Coffee without the Q

Australian developers are using QR codes to help event attendees skip long lines for beer or snacks at music festivals or sporting games.

The local startup, ExpressQ, enables event attendees to pre-order and pre-pay for their food, drinks, or merchandise for easy collection at an allocated time.

Event organizers can set up a food and drink menu or item list prior to the occasion, which consumers log onto through a ExpressQ app on their smartphones.

When customers reserve the items they want and pay for them, they receive a QR code unique to them, to make sure somebody else doesn’t redeem their goodies.

This QR code can then either be printed off or simply kept on the smartphone to show to vendors when it’s time to pick up goods.

Businesses can set up a separate sales point for ExpressQ customers, meaning those in the regular queue benefit from reduced wait time too.

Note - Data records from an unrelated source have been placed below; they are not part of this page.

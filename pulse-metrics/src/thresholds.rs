//! Alert thresholds and the fixed heuristics behind the derived metrics.
//!
//! Defaults are calibrated for a small network of luxury boutiques. Changing
//! a heuristic here affects the KPI engine, the boutique aggregator AND the
//! alert rules in `pulse-pipeline`, since they all read the same values.

use std::collections::BTreeMap;

use serde::{Deserialize, Serialize};

/// Assumed walk-ins per boutique per day. There is no traffic counter, so
/// conversion rates are transactions over this constant.
pub const VISITORS_PER_BOUTIQUE_PER_DAY: u32 = 100;

/// Trailing window, in days, for the per-boutique table.
pub const BOUTIQUE_WINDOW_DAYS: i64 = 7;

/// Trailing window, in days, of unit sales used to approximate COGS.
pub const TURNOVER_WINDOW_DAYS: i64 = 30;

/// Months per year used to annualise the 30-day COGS.
pub const ANNUALISATION_FACTOR: f64 = 12.0;

/// Days since last restock after which stock on hand counts as dead.
pub const DEAD_STOCK_DAYS: i64 = 180;

/// Share of inventory value (percent) tied up in dead stock before warning.
pub const DEAD_STOCK_ALERT_PCT: f64 = 10.0;

/// Maximum number of individual stockout alerts raised per evaluation.
pub const STOCKOUT_ALERT_LIMIT: usize = 5;

/// Wall-clock hour from which a boutique with no sales today is flagged.
pub const ZERO_TRANSACTION_CUTOFF_HOUR: u32 = 14;

/// A boutique below this fraction of the network mean revenue is flagged.
pub const UNDERPERFORMANCE_RATIO: f64 = 0.5;

/// Named alert thresholds.
///
/// Only `revenue_drop_pct` drives a rule today; the rest are carried so that
/// configuration files written for the full dashboard keep loading, and
/// `inventory_turnover_min` labels turnover as healthy or low.
///
/// Deserializes from a key/value map merged over the defaults, so unknown
/// keys are reported the same way as in `with_overrides`.
#[derive(Clone, Debug, PartialEq, Serialize, Deserialize)]
#[serde(from = "BTreeMap<String, f64>")]
pub struct ThresholdConfig {
    pub revenue_drop_pct: f64,
    pub sales_target_miss_pct: f64,
    pub low_stock_threshold: f64,
    pub conversion_drop_pct: f64,
    pub inventory_turnover_min: f64,
    pub shrinkage_rate_max: f64,
}

impl Default for ThresholdConfig {
    fn default() -> Self {
        Self {
            revenue_drop_pct: 15.0,
            sales_target_miss_pct: 20.0,
            low_stock_threshold: 5.0,
            conversion_drop_pct: 25.0,
            inventory_turnover_min: 2.0,
            shrinkage_rate_max: 1.5,
        }
    }
}

impl ThresholdConfig {
    /// Merge supplied values over the defaults, key by key.
    pub fn with_overrides(overrides: &BTreeMap<String, f64>) -> Self {
        let mut config = Self::default();
        for (key, value) in overrides {
            let slot = match key.as_str() {
                "revenue_drop_pct" => &mut config.revenue_drop_pct,
                "sales_target_miss_pct" => &mut config.sales_target_miss_pct,
                "low_stock_threshold" => &mut config.low_stock_threshold,
                "conversion_drop_pct" => &mut config.conversion_drop_pct,
                "inventory_turnover_min" => &mut config.inventory_turnover_min,
                "shrinkage_rate_max" => &mut config.shrinkage_rate_max,
                other => {
                    log::warn!("ignoring unknown threshold '{}'", other);
                    continue;
                }
            };
            *slot = *value;
        }
        config
    }
}

impl From<BTreeMap<String, f64>> for ThresholdConfig {
    fn from(overrides: BTreeMap<String, f64>) -> Self {
        Self::with_overrides(&overrides)
    }
}

/// Tunable stand-ins for signals the extracts do not carry.
#[derive(Clone, Debug, PartialEq, Serialize, Deserialize)]
#[serde(default)]
pub struct Heuristics {
    pub visitors_per_boutique_per_day: u32,
    pub boutique_window_days: i64,
    pub turnover_window_days: i64,
    pub dead_stock_days: i64,
    pub dead_stock_alert_pct: f64,
    pub stockout_alert_limit: usize,
    pub zero_transaction_cutoff_hour: u32,
    pub underperformance_ratio: f64,
}

impl Default for Heuristics {
    fn default() -> Self {
        Self {
            visitors_per_boutique_per_day: VISITORS_PER_BOUTIQUE_PER_DAY,
            boutique_window_days: BOUTIQUE_WINDOW_DAYS,
            turnover_window_days: TURNOVER_WINDOW_DAYS,
            dead_stock_days: DEAD_STOCK_DAYS,
            dead_stock_alert_pct: DEAD_STOCK_ALERT_PCT,
            stockout_alert_limit: STOCKOUT_ALERT_LIMIT,
            zero_transaction_cutoff_hour: ZERO_TRANSACTION_CUTOFF_HOUR,
            underperformance_ratio: UNDERPERFORMANCE_RATIO,
        }
    }
}

impl Heuristics {
    /// Visitors assumed over the whole boutique window (700 by default).
    pub fn window_visitors(&self) -> u32 {
        let days = u32::try_from(self.boutique_window_days.max(0)).unwrap_or(u32::MAX);
        self.visitors_per_boutique_per_day.saturating_mul(days)
    }
}

#[cfg(test)]
mod tests {
    use super::*;

    #[test]
    fn overrides_win_key_by_key() {
        let mut overrides = BTreeMap::new();
        overrides.insert("revenue_drop_pct".to_string(), 30.0);
        overrides.insert("not_a_threshold".to_string(), 1.0);

        let merged = ThresholdConfig::with_overrides(&overrides);
        assert_eq!(merged.revenue_drop_pct, 30.0);
        assert_eq!(merged.conversion_drop_pct, 25.0);
        assert_eq!(merged.shrinkage_rate_max, 1.5);
    }

    #[test]
    fn default_window_is_seven_hundred_visitors() {
        assert_eq!(Heuristics::default().window_visitors(), 700);
    }
}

Inside Retail understands the app will be launched in the next month at several large-scale music festivals and sporting venues.

The app is not unique to the world, with markets as far away as Estonia having similar apps, such as Qminder, which allocates numbers to customers.

In Australia, there’s a similar app for cafes called Beat The Q, which launched last year in Sydney and allows its users to search for nearby participating cafes.

Brisbane-based startup, Txt 4 Coffee, also offers a similar format, however, neither it or Beat The Q uses QR codes.